The following shows the produced event.

{
  "message": "<Event><Id>1234</Id><Provider><Name>system</Name><Id>6</Id></Provider>"
  "agent": {
    "id": 6,
    "name": "system"
  }
}

Windows

The xml.parse-windows-event stage can be used to transform a xml windows event into a dictionary. Per default, the message field is parsed but this property can be overwritten to specify any field.

The parser produces an event in two parts:

  • The system part, holding data extracted from the System tag
  • The data part, flattening the data tags as key-value structure

The following event:

<Event><System><EventID>1234</EventID><Execution ProcessID="592" ThreadID="6452"/></System><EventData><Data Name="Key">Value</Data></EventData></Event>

will be transformed in the following structure:

{
  "System": {
    "EventID": "1234",
    "Execution": {
      "ProcessID": "592",
      "ThreadID": "6452"
    }
  },
  "EventData": {
    "Key": "Value"
  }
}

Example

Given the previous event as the input of the parser.

{
  "message": "<Event><System><EventID>1234</EventID><Execution ProcessID=\"592\" ThreadID=\"6452\"/></System><EventData><Data Name=\"Key\">Value</Data></EventData></Event>"
}

Below is the parsing pipeline that deserialize the message field and set the fields.

pipeline:
  - name: parsed_event
    external:
      name: xml.parse-windows-event
  - name: set-fields
stages:
  set-fields:
    actions:
      - set:
          process.pid: "{{parsed_event.message.System.Execution.ProcessID}}"
          process.thread.id: "{{parsed_event.message.System.Execution.ThreadID}}"
          event.id: "{{parsed_event.message.System.EventID}}"
          custom.key: "{{parsed_event.message.EventData.Key}}"

The following shows the produced event.

{
  "message": "<Event><System><EventID>1234</EventID><Execution ProcessID=\"592\" ThreadID=\"6452\"/></System><EventData><Data Name=\"Key\">Value</Data></EventData></Event>",
  "process": {
    "pid": 592,
    "thread": {
      "id": 6452
    }
  },
  "event": { "id": 1234 },
  "custom": { "key": "Value" }
}

CEF

The cef.parse-cef stage can be used to parse CEF messages.
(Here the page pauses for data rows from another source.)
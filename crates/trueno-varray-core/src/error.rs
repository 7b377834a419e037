//! Error types for trueno-varray-core.

use thiserror::Error;

use crate::page::DeviceId;

/// Errors that can occur while constructing or accessing a virtual array.
#[derive(Debug, Error)]
pub enum Error {
    /// Index outside `[0, len)`.
    #[error("index {index} out of range for array of length {len}")]
    OutOfRange {
        /// Requested index.
        index: usize,
        /// Array length.
        len: usize,
    },

    /// A fetch or write-back between host and device did not complete.
    #[error("transfer failure on {device}: {reason}")]
    TransferFailure {
        /// Device the transfer targeted.
        device: DeviceId,
        /// Description reported by the device.
        reason: String,
    },

    /// Invalid construction parameters.
    #[error("invalid configuration: {0}")]
    Configuration(String),

    /// Device could not provide backing storage.
    #[error("allocation of {bytes} bytes failed on {device}: {reason}")]
    AllocationFailure {
        /// Device the allocation targeted.
        device: DeviceId,
        /// Requested size.
        bytes: usize,
        /// Description reported by the device.
        reason: String,
    },

    /// One or more channels failed to write back their dirty pages.
    #[error("flush failed on {} of {total} channels", .failures.len())]
    FlushFailed {
        /// Per-channel failures, in channel order.
        failures: Vec<Error>,
        /// Number of channels that were flushed.
        total: usize,
    },

    /// I/O error (configuration files).
    #[error("I/O error: {0}")]
    IoError(String),
}

impl Error {
    /// Build a transfer failure for `device`.
    pub(crate) fn transfer(device: DeviceId, reason: impl Into<String>) -> Self {
        Self::TransferFailure {
            device,
            reason: reason.into(),
        }
    }

    /// Whether this error (or any aggregated error) is a transfer failure.
    #[must_use]
    pub fn is_transfer_failure(&self) -> bool {
        match self {
            Self::TransferFailure { .. } => true,
            Self::FlushFailed { failures, .. } => failures.iter().any(Self::is_transfer_failure),
            _ => false,
        }
    }
}

/// Result type for virtual array operations.
pub type Result<T> = std::result::Result<T, Error>;
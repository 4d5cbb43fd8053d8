use crate::config::{DEFAULT_HOST_ALIAS, DEFAULT_NAMESPACE, HTTPS_PREFIX, SSH_PREFIX};

/// Host alias and account namespace used to expand a short repository name
/// into `git@<host_alias>:<namespace>/<name>.git`.
#[derive(Debug, Clone, PartialEq, Eq)]
pub struct RemoteTemplate {
    host_alias: String,
    namespace: String,
}

impl Default for RemoteTemplate {
    fn default() -> Self {
        Self::new(DEFAULT_HOST_ALIAS, DEFAULT_NAMESPACE)
    }
}

impl RemoteTemplate {
    pub fn new(host_alias: &str, namespace: &str) -> Self {
        Self {
            host_alias: host_alias.to_string(),
            namespace: namespace.to_string(),
        }
    }

    pub fn host_alias(&self) -> &str {
        &self.host_alias
    }

    pub fn namespace(&self) -> &str {
        &self.namespace
    }

    /// Turn a repository argument into a remote URL.
    ///
    /// Full SSH or HTTPS locators are returned unchanged, anything else is
    /// substituted verbatim into the template.
    pub fn resolve(&self, repository: &str) -> String {
        if is_full_url(repository) {
            return repository.to_string();
        }
        format!(
            "{}{}:{}/{}.git",
            SSH_PREFIX, self.host_alias, self.namespace, repository
        )
    }
}

pub fn is_full_url(repository: &str) -> bool {
    repository.starts_with(SSH_PREFIX) || repository.starts_with(HTTPS_PREFIX)
}

#[cfg(test)]
mod tests {
    use super::*;

    #[test]
    fn test_full_urls_pass_through() {
        let template = RemoteTemplate::default();
        for url in [
            "git@example.com:org/name.git",
            "git@github.com:someone/project",
            "https://github.com/someone/project.git",
            "https://gitlab.example.org/a/b/c",
        ] {
            assert_eq!(template.resolve(url), url);
        }
    }

    #[test]
    fn test_short_name_uses_template() {
        let template = RemoteTemplate::default();
        assert_eq!(
            template.resolve("myrepo"),
            "git@github-personal:fady17/myrepo.git"
        );
    }

    #[test]
    fn test_short_name_is_substituted_verbatim() {
        let template = RemoteTemplate::new("work", "acme");
        // Nothing is trimmed or escaped
        assert_eq!(template.resolve("my repo"), "git@work:acme/my repo.git");
        assert_eq!(template.resolve("api.git"), "git@work:acme/api.git.git");
    }

    #[test]
    fn test_prefix_match_is_case_sensitive() {
        let template = RemoteTemplate::new("work", "acme");
        assert!(!is_full_url("HTTPS://example.com/x.git"));
        assert!(!is_full_url("http://example.com/x.git"));
        assert!(template.resolve("http://example.com/x.git").starts_with("git@work:"));
    }
}
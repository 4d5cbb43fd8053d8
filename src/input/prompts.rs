use super::validation::{parse_confirmation, validate_commit_message, validate_repository};
use crate::error::CliError;
use inquire::validator::Validation;
use inquire::{Confirm, Text};
use std::io::{BufRead, Write};

const REPOSITORY_PROMPT: &str = "Enter the repository name or full URL:";
const COMMIT_MESSAGE_PROMPT: &str = "Enter commit message:";

fn push_question(remote: &str, branch: &str) -> String {
    format!("Push changes to {}/{}?", remote, branch)
}

/// Where the publish pipeline gets the values it asks the user for.
pub trait InputSource {
    fn repository(&mut self) -> Result<String, CliError>;
    fn commit_message(&mut self) -> Result<String, CliError>;
    fn confirm_push(&mut self, remote: &str, branch: &str) -> Result<bool, CliError>;
}

/// Prompts on an interactive terminal.
pub struct TerminalInput;

impl InputSource for TerminalInput {
    fn repository(&mut self) -> Result<String, CliError> {
        let repository = Text::new(REPOSITORY_PROMPT)
            .with_validator(|s: &str| match validate_repository(s) {
                Ok(()) => Ok(Validation::Valid),
                Err(msg) => Ok(Validation::Invalid(msg.into())),
            })
            .prompt()?;
        Ok(repository.trim().to_string())
    }

    fn commit_message(&mut self) -> Result<String, CliError> {
        let message = Text::new(COMMIT_MESSAGE_PROMPT)
            .with_validator(|s: &str| match validate_commit_message(s) {
                Ok(()) => Ok(Validation::Valid),
                Err(msg) => Ok(Validation::Invalid(msg.into())),
            })
            .prompt()?;
        Ok(message.trim().to_string())
    }

    fn confirm_push(&mut self, remote: &str, branch: &str) -> Result<bool, CliError> {
        Ok(Confirm::new(&push_question(remote, branch))
            .with_default(false)
            .prompt()?)
    }
}

/// Reads one line per answer, for piped or scripted input.
pub struct LineInput<R, W> {
    reader: R,
    writer: W,
}

impl<R: BufRead, W: Write> LineInput<R, W> {
    pub fn new(reader: R, writer: W) -> Self {
        Self { reader, writer }
    }

    fn ask(&mut self, prompt: &str) -> Result<String, CliError> {
        write!(self.writer, "{} ", prompt)?;
        self.writer.flush()?;

        let mut line = String::new();
        if self.reader.read_line(&mut line)? == 0 {
            return Err(CliError::InputError(format!(
                "No input available for '{}'",
                prompt.trim_end_matches(':')
            )));
        }
        Ok(line.trim().to_string())
    }
}

impl<R: BufRead, W: Write> InputSource for LineInput<R, W> {
    fn repository(&mut self) -> Result<String, CliError> {
        let repository = self.ask(REPOSITORY_PROMPT)?;
        validate_repository(&repository).map_err(CliError::InputError)?;
        Ok(repository)
    }

    fn commit_message(&mut self) -> Result<String, CliError> {
        let message = self.ask(COMMIT_MESSAGE_PROMPT)?;
        validate_commit_message(&message).map_err(CliError::InputError)?;
        Ok(message)
    }

    fn confirm_push(&mut self, remote: &str, branch: &str) -> Result<bool, CliError> {
        let answer = self.ask(&format!("{} [y/N]:", push_question(remote, branch)))?;
        Ok(parse_confirmation(&answer))
    }
}

/// Used with `--non-interactive`: every question is an error.
pub struct NoInput;

impl InputSource for NoInput {
    fn repository(&mut self) -> Result<String, CliError> {
        Err(CliError::InputError(
            "A repository name or URL is required in non-interactive mode".to_string(),
        ))
    }

    fn commit_message(&mut self) -> Result<String, CliError> {
        Err(CliError::InputError(
            "--message is required in non-interactive mode".to_string(),
        ))
    }

    fn confirm_push(&mut self, _remote: &str, _branch: &str) -> Result<bool, CliError> {
        Err(CliError::InputError(
            "--confirm cannot be used in non-interactive mode".to_string(),
        ))
    }
}
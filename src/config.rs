use crate::error::CliError;
use crate::git::RemoteTemplate;
use serde::Deserialize;
use std::env;
use std::fs;
use std::path::PathBuf;

pub const REMOTE_NAME: &str = "origin";

pub const DEFAULT_BRANCH: &str = "main";
pub const DEFAULT_HOST_ALIAS: &str = "github-personal";
pub const DEFAULT_NAMESPACE: &str = "fady17";

/// Prefixes that mark an argument as an already complete remote locator.
pub const SSH_PREFIX: &str = "git@";
pub const HTTPS_PREFIX: &str = "https://";

pub const CONFIG_DIR_ENV: &str = "GIT_HELPER_CONFIG_DIR";
pub const CONFIG_FILE_NAME: &str = "config.toml";

#[derive(Debug, Clone, PartialEq, Eq, Deserialize)]
#[serde(default)]
pub struct Config {
    pub host_alias: String,
    pub namespace: String,
    pub default_branch: String,
}

impl Default for Config {
    fn default() -> Self {
        Self {
            host_alias: DEFAULT_HOST_ALIAS.to_string(),
            namespace: DEFAULT_NAMESPACE.to_string(),
            default_branch: DEFAULT_BRANCH.to_string(),
        }
    }
}

impl Config {
    /// `$GIT_HELPER_CONFIG_DIR` when set, otherwise the platform config dir.
    pub fn config_dir() -> Option<PathBuf> {
        match env::var_os(CONFIG_DIR_ENV) {
            Some(dir) if !dir.is_empty() => Some(PathBuf::from(dir)),
            _ => dirs::config_dir().map(|dir| dir.join("git-helper")),
        }
    }

    pub fn config_path() -> Option<PathBuf> {
        Self::config_dir().map(|dir| dir.join(CONFIG_FILE_NAME))
    }

    /// Load the user configuration. A missing file yields the defaults.
    pub fn load() -> Result<Self, CliError> {
        let path = match Self::config_path() {
            Some(path) if path.exists() => path,
            _ => {
                log::debug!("No configuration file found, using defaults");
                return Ok(Self::default());
            }
        };

        log::debug!("Loading configuration from {path:?}");
        let content = fs::read_to_string(&path)?;
        let config: Config = toml::from_str(&content)
            .map_err(|e| CliError::ConfigError(format!("{}: {}", path.display(), e)))?;
        config.validate()?;
        Ok(config)
    }

    fn validate(&self) -> Result<(), CliError> {
        let fields = [
            ("host_alias", &self.host_alias),
            ("namespace", &self.namespace),
            ("default_branch", &self.default_branch),
        ];
        for (key, value) in fields {
            if value.trim().is_empty() {
                return Err(CliError::ConfigError(format!("'{}' must not be empty", key)));
            }
        }
        Ok(())
    }

    pub fn template(&self) -> RemoteTemplate {
        RemoteTemplate::new(&self.host_alias, &self.namespace)
    }
}
mod prompts;
pub mod validation;

pub use prompts::{InputSource, LineInput, NoInput, TerminalInput};
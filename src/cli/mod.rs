use crate::config::Config;
use crate::error::CliError;
use crate::git::{RemoteTemplate, SystemGit};
use crate::input::{InputSource, LineInput, NoInput, TerminalInput};
use crate::publish::{PublishOptions, Publisher, PushMode, PushOutcome};
use log::debug;
use std::io::{self, IsTerminal};
use structopt::StructOpt;

#[derive(Debug, StructOpt)]
pub struct PublishCommand {
    #[structopt(help = "Repository name or full SSH/HTTPS URL (prompted if omitted)")]
    repository: Option<String>,

    #[structopt(short, long, help = "Branch to push (default: main, or default_branch from config)")]
    branch: Option<String>,

    #[structopt(short, long, help = "Commit message (prompted if omitted)")]
    message: Option<String>,

    #[structopt(long, help = "Ask before pushing and do not retry a failed push")]
    confirm: bool,

    #[structopt(long = "no-switch", help = "Do not create or switch to the target branch")]
    no_switch: bool,

    #[structopt(long, help = "SSH host alias used for short repository names")]
    host: Option<String>,

    #[structopt(long, help = "Account namespace used for short repository names")]
    namespace: Option<String>,
}

impl PublishCommand {
    pub fn options(&self, config: &Config) -> PublishOptions {
        let template = RemoteTemplate::new(
            self.host.as_deref().unwrap_or(&config.host_alias),
            self.namespace.as_deref().unwrap_or(&config.namespace),
        );

        PublishOptions {
            branch: self
                .branch
                .clone()
                .unwrap_or_else(|| config.default_branch.clone()),
            switch_branch: !self.no_switch,
            repository: self.repository.clone(),
            message: self.message.clone(),
            push_mode: if self.confirm {
                PushMode::Confirm
            } else {
                PushMode::RetryWithUpstream
            },
            template,
        }
    }

    pub fn execute(&self, non_interactive: bool) -> Result<PushOutcome, CliError> {
        if non_interactive && self.confirm {
            return Err(CliError::InputError(
                "--confirm cannot be used in non-interactive mode".to_string(),
            ));
        }

        let config = Config::load()?;
        let options = self.options(&config);
        debug!("Publishing with {:?}", options);

        let stdin = io::stdin();
        if non_interactive {
            publish(&mut NoInput, options)
        } else if stdin.is_terminal() {
            publish(&mut TerminalInput, options)
        } else {
            debug!("stdin is not a terminal, reading answers line by line");
            publish(&mut LineInput::new(stdin.lock(), io::stdout()), options)
        }
    }
}

fn publish(input: &mut dyn InputSource, options: PublishOptions) -> Result<PushOutcome, CliError> {
    Publisher::new(SystemGit::new(), input, options).run()
}

pub fn show_config() -> Result<(), CliError> {
    let config = Config::load()?;
    let template = config.template();

    println!("git-helper configuration");
    println!("========================");
    match Config::config_path() {
        Some(path) if path.exists() => println!("File: {}", path.display()),
        Some(path) => println!("File: {} (not present, using defaults)", path.display()),
        None => println!("File: (no config directory available)"),
    }
    println!("Host alias: {}", template.host_alias());
    println!("Namespace: {}", template.namespace());
    println!("Default branch: {}", config.default_branch);
    println!("Short names resolve to: {}", template.resolve("<name>"));
    Ok(())
}
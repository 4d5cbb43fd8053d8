use std::path::{Path, PathBuf};
use std::process::{Command as StdCommand, Output};
use std::sync::Once;
use tempfile::TempDir;

#[allow(dead_code)]
static INIT: Once = Once::new();

#[allow(dead_code)]
pub fn setup_test_env() {
    INIT.call_once(|| {
        env_logger::Builder::from_env(env_logger::Env::default().default_filter_or("off"))
            .is_test(true)
            .init();
    });
}

/// An isolated place to run git-helper: a work directory, a directory of
/// bare "remote" repositories, a private global git config and a private
/// git-helper config dir.
///
/// The global git config rewrites the default template host
/// (`git@github-personal:fady17/`) to the local remotes directory, so short
/// repository names push to `remotes/<name>.git` without any network.
#[allow(dead_code)]
pub struct Sandbox {
    pub root: TempDir,
    pub work: PathBuf,
    pub remotes: PathBuf,
    pub config_dir: PathBuf,
    gitconfig: PathBuf,
}

#[allow(dead_code)]
impl Sandbox {
    pub fn new() -> Self {
        setup_test_env();

        let root = TempDir::new().expect("Failed to create temp directory");
        let work = root.path().join("work");
        let remotes = root.path().join("remotes");
        let config_dir = root.path().join("config");
        for dir in [&work, &remotes, &config_dir] {
            std::fs::create_dir_all(dir).expect("Failed to create sandbox directory");
        }

        let gitconfig = root.path().join("gitconfig");
        let gitconfig_content = format!(
            "[user]\n\tname = Test User\n\temail = test@example.com\n\
             [init]\n\tdefaultBranch = trunk\n\
             [commit]\n\tgpgsign = false\n\
             [url \"{}/\"]\n\tinsteadOf = git@github-personal:fady17/\n",
            remotes.display()
        );
        std::fs::write(&gitconfig, gitconfig_content).expect("Failed to write git config");

        Self {
            root,
            work,
            remotes,
            config_dir,
            gitconfig,
        }
    }

    fn envs(&self) -> Vec<(&'static str, String)> {
        vec![
            ("HOME", self.root.path().display().to_string()),
            ("GIT_CONFIG_GLOBAL", self.gitconfig.display().to_string()),
            ("GIT_CONFIG_NOSYSTEM", "1".to_string()),
            ("GIT_CEILING_DIRECTORIES", self.root.path().display().to_string()),
            ("GIT_TERMINAL_PROMPT", "0".to_string()),
            // Any attempt to reach a real SSH host fails immediately
            ("GIT_SSH_COMMAND", "false".to_string()),
            ("GIT_HELPER_CONFIG_DIR", self.config_dir.display().to_string()),
            ("RUST_LOG", "info".to_string()),
        ]
    }

    /// The git-helper binary, running in the work directory.
    pub fn command(&self) -> assert_cmd::Command {
        let mut cmd = assert_cmd::Command::cargo_bin("git-helper").unwrap();
        cmd.current_dir(&self.work);
        for (key, value) in self.envs() {
            cmd.env(key, value);
        }
        cmd
    }

    /// Run git with the sandbox environment.
    pub fn git(&self, dir: &Path, args: &[&str]) -> Output {
        let mut cmd = StdCommand::new("git");
        cmd.args(args).current_dir(dir);
        for (key, value) in self.envs() {
            cmd.env(key, value);
        }
        cmd.output().expect("Failed to run git")
    }

    pub fn git_stdout(&self, dir: &Path, args: &[&str]) -> String {
        let output = self.git(dir, args);
        String::from_utf8_lossy(&output.stdout).trim().to_string()
    }

    /// Create `remotes/<name>.git` as an empty bare repository.
    pub fn bare_remote(&self, name: &str) -> PathBuf {
        let path = self.remotes.join(format!("{}.git", name));
        let output = self.git(
            &self.remotes,
            &["init", "--bare", path.to_str().expect("utf-8 path")],
        );
        assert!(output.status.success(), "Failed to create bare remote");
        path
    }

    pub fn write_file(&self, relative: &str, content: &str) {
        let path = self.work.join(relative);
        if let Some(parent) = path.parent() {
            std::fs::create_dir_all(parent).unwrap();
        }
        std::fs::write(path, content).expect("Failed to write work file");
    }
}
pub fn validate_repository(input: &str) -> Result<(), String> {
    if input.trim().is_empty() {
        Err("The repository name or URL must not be empty".to_string())
    } else {
        Ok(())
    }
}

pub fn validate_commit_message(input: &str) -> Result<(), String> {
    if input.trim().is_empty() {
        Err("The commit message must not be empty".to_string())
    } else {
        Ok(())
    }
}

/// Interpret a yes/no answer. Anything unrecognised counts as no.
pub fn parse_confirmation(input: &str) -> bool {
    matches!(input.trim().to_lowercase().as_str(), "y" | "yes")
}

#[cfg(test)]
mod tests {
    use super::*;

    #[test]
    fn test_validate_repository() {
        assert!(validate_repository("myrepo").is_ok());
        assert!(validate_repository("git@example.com:org/name.git").is_ok());
        assert!(validate_repository("").is_err());
        assert!(validate_repository("   ").is_err());
    }

    #[test]
    fn test_validate_commit_message() {
        assert!(validate_commit_message("Initial commit").is_ok());
        assert!(validate_commit_message("\t").is_err());
    }

    #[test]
    fn test_parse_confirmation() {
        assert!(parse_confirmation("y"));
        assert!(parse_confirmation(" YES \n"));
        assert!(!parse_confirmation("n"));
        assert!(!parse_confirmation(""));
        assert!(!parse_confirmation("sure"));
    }
}
//! Testing utilities for REPL sessions.
//!
//! - **mocks**: an in-memory backend with fault injection and counters
//! - **harness**: session constructors and snippet shorthands
//!
//! # Usage
//!
//! ```ignore
//! use ori_repl::testing::{mock_session, snippet};
//!
//! let (session, _counters) = mock_session();
//! let result = session.compile(&snippet(0, 0, "1 + 1"))?;
//! ```

pub mod harness;
pub mod mocks;

pub use harness::{mock_session, mock_session_with, snippet};
pub use mocks::{
    AnalyzedLine, MockArtifact, MockBackend, MockConfig, MockCounters, MockState, DESYNC_MARKER,
};
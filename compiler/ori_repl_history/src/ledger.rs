//! Append-only, rewindable log of `(LineId, payload)` entries.
//!
//! Insertion order is chronological order. Sequence numbers only grow: within
//! a generation they are strictly increasing, and after a partial rewind the
//! next line continues from the kept tail in a new generation.
//!
//! # Rewinds
//!
//! | operation | removes | generation |
//! |---|---|---|
//! | [`Ledger::reset`] | everything | always bumped |
//! | [`Ledger::reset_to`] | entries after the target | bumped if anything was removed |
//!
//! Removed ids are returned oldest-first.
//!
//! Neither counter wraps. [`LineId::LAST`] is never recorded, and a rewind
//! that would need a generation past `u32::MAX` fails without removing
//! anything.

use crate::{HistoryError, LineId};

/// One ledger entry. Owned by its ledger.
#[derive(Clone, Debug, PartialEq, Eq)]
pub struct LedgerEntry<T> {
    pub id: LineId,
    pub payload: T,
}

/// Append-only log of entries for one payload type.
#[derive(Clone, Debug, PartialEq, Eq)]
pub struct Ledger<T> {
    entries: Vec<LedgerEntry<T>>,
    generation: u32,
}

impl<T> Default for Ledger<T> {
    fn default() -> Self {
        Ledger {
            entries: Vec::new(),
            generation: 0,
        }
    }
}

impl<T> Ledger<T> {
    /// Create an empty ledger in generation 0.
    pub fn new() -> Self {
        Self::default()
    }

    /// Generation new ids are minted in.
    #[inline]
    pub fn generation(&self) -> u32 {
        self.generation
    }

    #[inline]
    pub fn len(&self) -> usize {
        self.entries.len()
    }

    #[inline]
    pub fn is_empty(&self) -> bool {
        self.entries.is_empty()
    }

    /// All entries, oldest first.
    #[inline]
    pub fn entries(&self) -> &[LedgerEntry<T>] {
        &self.entries
    }

    pub fn iter(&self) -> std::slice::Iter<'_, LedgerEntry<T>> {
        self.entries.iter()
    }

    /// Ids of all entries, oldest first.
    pub fn ids(&self) -> impl Iterator<Item = LineId> + '_ {
        self.entries.iter().map(|entry| entry.id)
    }

    /// The newest entry.
    pub fn last(&self) -> Option<&LedgerEntry<T>> {
        self.entries.last()
    }

    pub fn get(&self, id: LineId) -> Option<&LedgerEntry<T>> {
        self.position(id).map(|idx| &self.entries[idx])
    }

    pub fn contains(&self, id: LineId) -> bool {
        self.position(id).is_some()
    }

    /// The id [`Ledger::append`] would assign next.
    ///
    /// Recorded lines stay below [`LineId::LAST`], so this never overflows.
    pub fn next_id(&self) -> LineId {
        let no = match self.entries.last() {
            Some(entry) => entry.id.successor().map_or(LineId::LAST, |next| next.no),
            None => LineId::FIRST,
        };
        LineId::new(no, self.generation)
    }

    /// Append a payload under a freshly minted id.
    ///
    /// Fails with [`HistoryError::SequenceExhausted`] once the minted id would
    /// be [`LineId::LAST`].
    pub fn append(&mut self, payload: T) -> Result<&LedgerEntry<T>, HistoryError> {
        let id = self.next_id();
        self.push(id, payload)
    }

    /// Check that `id` may be pushed without modifying the ledger.
    ///
    /// The id must belong to the current generation and its sequence number
    /// must be greater than the newest entry's and below [`LineId::LAST`].
    pub fn check_next(&self, id: LineId) -> Result<(), HistoryError> {
        if id.no == LineId::LAST {
            return Err(HistoryError::SequenceExhausted(id));
        }
        let after = self.entries.last().map(|entry| entry.id.no);
        let in_order = after.map_or(true, |no| id.no > no);
        if id.generation == self.generation && in_order {
            Ok(())
        } else {
            Err(HistoryError::OutOfOrder {
                id,
                generation: self.generation,
                after,
            })
        }
    }

    /// Append a payload under a caller-minted id.
    pub fn push(&mut self, id: LineId, payload: T) -> Result<&LedgerEntry<T>, HistoryError> {
        self.check_next(id)?;
        Ok(self.insert(id, payload))
    }

    /// Remove every entry. Returns the removed ids, oldest first.
    pub fn reset(&mut self) -> Result<Vec<LineId>, HistoryError> {
        self.take_all().map(Self::ids_of)
    }

    /// Remove every entry after `target`, keeping `target` itself.
    ///
    /// Returns the removed ids, oldest first. An unknown target is an error
    /// and leaves the ledger untouched.
    pub fn reset_to(&mut self, target: LineId) -> Result<Vec<LineId>, HistoryError> {
        self.take_after(target).map(Self::ids_of)
    }

    /// Remove and return every entry. Bumps the generation.
    ///
    /// Fails with [`HistoryError::GenerationExhausted`], removing nothing,
    /// when the generation cannot grow.
    pub fn take_all(&mut self) -> Result<Vec<LedgerEntry<T>>, HistoryError> {
        self.generation = self.bumped_generation()?;
        Ok(std::mem::take(&mut self.entries))
    }

    /// Remove and return the entries after `target`.
    ///
    /// Bumps the generation when at least one entry was removed.
    pub fn take_after(&mut self, target: LineId) -> Result<Vec<LedgerEntry<T>>, HistoryError> {
        let idx = self
            .position(target)
            .ok_or(HistoryError::LineNotFound(target))?;
        if idx + 1 == self.entries.len() {
            return Ok(Vec::new());
        }
        self.generation = self.bumped_generation()?;
        Ok(self.entries.split_off(idx + 1))
    }

    /// Fail unless a rewind could bump the generation.
    pub fn check_rewind(&self) -> Result<(), HistoryError> {
        self.bumped_generation().map(|_| ())
    }

    fn bumped_generation(&self) -> Result<u32, HistoryError> {
        self.generation
            .checked_add(1)
            .ok_or(HistoryError::GenerationExhausted(self.generation))
    }

    fn insert(&mut self, id: LineId, payload: T) -> &LedgerEntry<T> {
        let idx = self.entries.len();
        self.entries.push(LedgerEntry { id, payload });
        &self.entries[idx]
    }

    // Sequence numbers are strictly increasing, so the entries are sorted by `no`.
    fn position(&self, id: LineId) -> Option<usize> {
        let idx = self
            .entries
            .binary_search_by_key(&id.no, |entry| entry.id.no)
            .ok()?;
        (self.entries[idx].id == id).then_some(idx)
    }

    fn ids_of(entries: Vec<LedgerEntry<T>>) -> Vec<LineId> {
        entries.into_iter().map(|entry| entry.id).collect()
    }
}

impl<'a, T> IntoIterator for &'a Ledger<T> {
    type Item = &'a LedgerEntry<T>;
    type IntoIter = std::slice::Iter<'a, LedgerEntry<T>>;

    fn into_iter(self) -> Self::IntoIter {
        self.iter()
    }
}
Per default, the message field is parsed but this property can be overwritten to specify any field.

This stage will extract the following keys from the header definition:

  • CEFVersion: The CEF version
  • DeviceVendor: The vendor of the product that generated the log
  • DeviceProduct: The product that generated the log
  • DeviceVersion: The version of the product
  • DeviceEventClassID: An unique identifier
  • Name: A human-readable description of the event
  • Severity: The severity of the event

and will extract each key-value from the extension.

Example

In this example, the parser produces an event with fields that take their value from a CEF message. Below is the example of the input event.

{
  "message": "CEF:0|Security|threatmanager|1.0|100|worm successfully stopped|10|src=10.0.0.1 dst=2.1.2.2 spt=1232"
}

Below is the parsing pipeline that deserialize the message field and set some fields.

pipeline:
  - name: parsed_event
    external:
      name: cef.parse-cef
  - name: agent
stages:
  agent:
    actions:
      - set:
          event.id: "{{parsed_event.message.DeviceEventClassID}}"
          event.severity: "{{parsed_event.message.Severity}}"
          source.ip: "{{parsed_event.message.src}}"
          source.port: "{{parsed_event.message.spt}}"
          destination.ip: "{{parsed_event.message.dst}}"
          observer.vendor: "{{parsed_event.message.DeviceVendor}}"
          observer.product: "{{parsed_event.message.DeviceProduct}}"
          observer.version: "{{parsed_event.message.DeviceVersion}}"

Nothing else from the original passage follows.